**EXERCISE DETAILS**.
Please reproduce the entries in full. Keep every character the same.
^^^^^^^^^^^^^^^^
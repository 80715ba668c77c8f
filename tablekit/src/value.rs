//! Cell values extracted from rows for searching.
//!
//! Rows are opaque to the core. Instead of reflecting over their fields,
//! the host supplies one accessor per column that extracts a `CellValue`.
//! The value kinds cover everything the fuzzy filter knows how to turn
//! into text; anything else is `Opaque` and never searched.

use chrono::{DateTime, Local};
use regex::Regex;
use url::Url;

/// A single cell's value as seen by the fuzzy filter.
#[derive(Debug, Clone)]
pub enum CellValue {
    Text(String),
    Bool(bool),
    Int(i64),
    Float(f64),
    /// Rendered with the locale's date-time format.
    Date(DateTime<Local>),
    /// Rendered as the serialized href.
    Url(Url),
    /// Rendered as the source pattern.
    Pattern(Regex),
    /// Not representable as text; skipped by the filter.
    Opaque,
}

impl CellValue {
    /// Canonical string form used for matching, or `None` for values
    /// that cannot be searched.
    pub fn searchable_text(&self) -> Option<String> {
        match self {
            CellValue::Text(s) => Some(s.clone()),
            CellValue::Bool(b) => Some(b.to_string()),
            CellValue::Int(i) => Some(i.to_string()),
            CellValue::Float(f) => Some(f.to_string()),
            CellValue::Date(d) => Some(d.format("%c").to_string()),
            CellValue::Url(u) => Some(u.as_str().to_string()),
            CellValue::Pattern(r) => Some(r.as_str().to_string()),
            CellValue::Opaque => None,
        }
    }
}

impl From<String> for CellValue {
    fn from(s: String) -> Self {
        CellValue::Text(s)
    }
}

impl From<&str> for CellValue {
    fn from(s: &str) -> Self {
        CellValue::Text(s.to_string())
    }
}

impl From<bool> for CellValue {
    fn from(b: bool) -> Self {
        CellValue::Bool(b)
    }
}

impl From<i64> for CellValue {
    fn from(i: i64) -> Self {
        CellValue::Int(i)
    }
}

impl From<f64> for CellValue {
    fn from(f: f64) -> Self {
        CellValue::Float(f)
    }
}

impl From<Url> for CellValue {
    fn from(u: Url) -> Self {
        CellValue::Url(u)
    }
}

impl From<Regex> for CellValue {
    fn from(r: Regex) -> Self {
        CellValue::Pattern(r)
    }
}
^^^^^^^^^^^^^^^^
**COMPLETED EXERCISE**.
repository 80715ba668c77c8f
filename tablekit/src/value.rs
//! Cell values extracted from rows for searching.
//!
//! Rows are opaque to the core. Instead of reflecting over their fields,
//! the host supplies one accessor per column that extracts a `CellValue`.
//! The value kinds cover everything the fuzzy filter knows how to turn
//! into text; anything else is `Opaque` and never searched.

use chrono::{DateTime, Local};
use regex::Regex;
use url::Url;

/// A single cell's value as seen by the fuzzy filter.
#[derive(Debug, Clone)]
pub enum CellValue {
    Text(String),
    Bool(bool),
    Int(i64),
    Float(f64),
    /// Rendered with the locale's date-time format.
    Date(DateTime<Local>),
    /// Rendered as the serialized href.
    Url(Url),
    /// Rendered as the source pattern.
    Pattern(Regex),
    /// Not representable as text; skipped by the filter.
    Opaque,
}

impl CellValue {
    /// Canonical string form used for matching, or `None` for values
    /// that cannot be searched.
    pub fn searchable_text(&self) -> Option<String> {
        match self {
            CellValue::Text(s) => Some(s.clone()),
            CellValue::Bool(b) => Some(b.to_string()),
            CellValue::Int(i) => Some(i.to_string()),
            CellValue::Float(f) => Some(f.to_string()),
            CellValue::Date(d) => Some(d.format("%c").to_string()),
            CellValue::Url(u) => Some(u.as_str().to_string()),
            CellValue::Pattern(r) => Some(r.as_str().to_string()),
            CellValue::Opaque => None,
        }
    }
}

impl From<String> for CellValue {
    fn from(s: String) -> Self {
        CellValue::Text(s)
    }
}

impl From<&str> for CellValue {
    fn from(s: &str) -> Self {
        CellValue::Text(s.to_string())
    }
}

impl From<bool> for CellValue {
    fn from(b: bool) -> Self {
        CellValue::Bool(b)
    }
}

impl From<i64> for CellValue {
    fn from(i: i64) -> Self {
        CellValue::Int(i)
    }
}

impl From<f64> for CellValue {
    fn from(f: f64) -> Self {
        CellValue::Float(f)
    }
}

impl From<Url> for CellValue {
    fn from(u: Url) -> Self {
        CellValue::Url(u)
    }
}

impl From<Regex> for CellValue {
    fn from(r: Regex) -> Self {
        CellValue::Pattern(r)
    }
}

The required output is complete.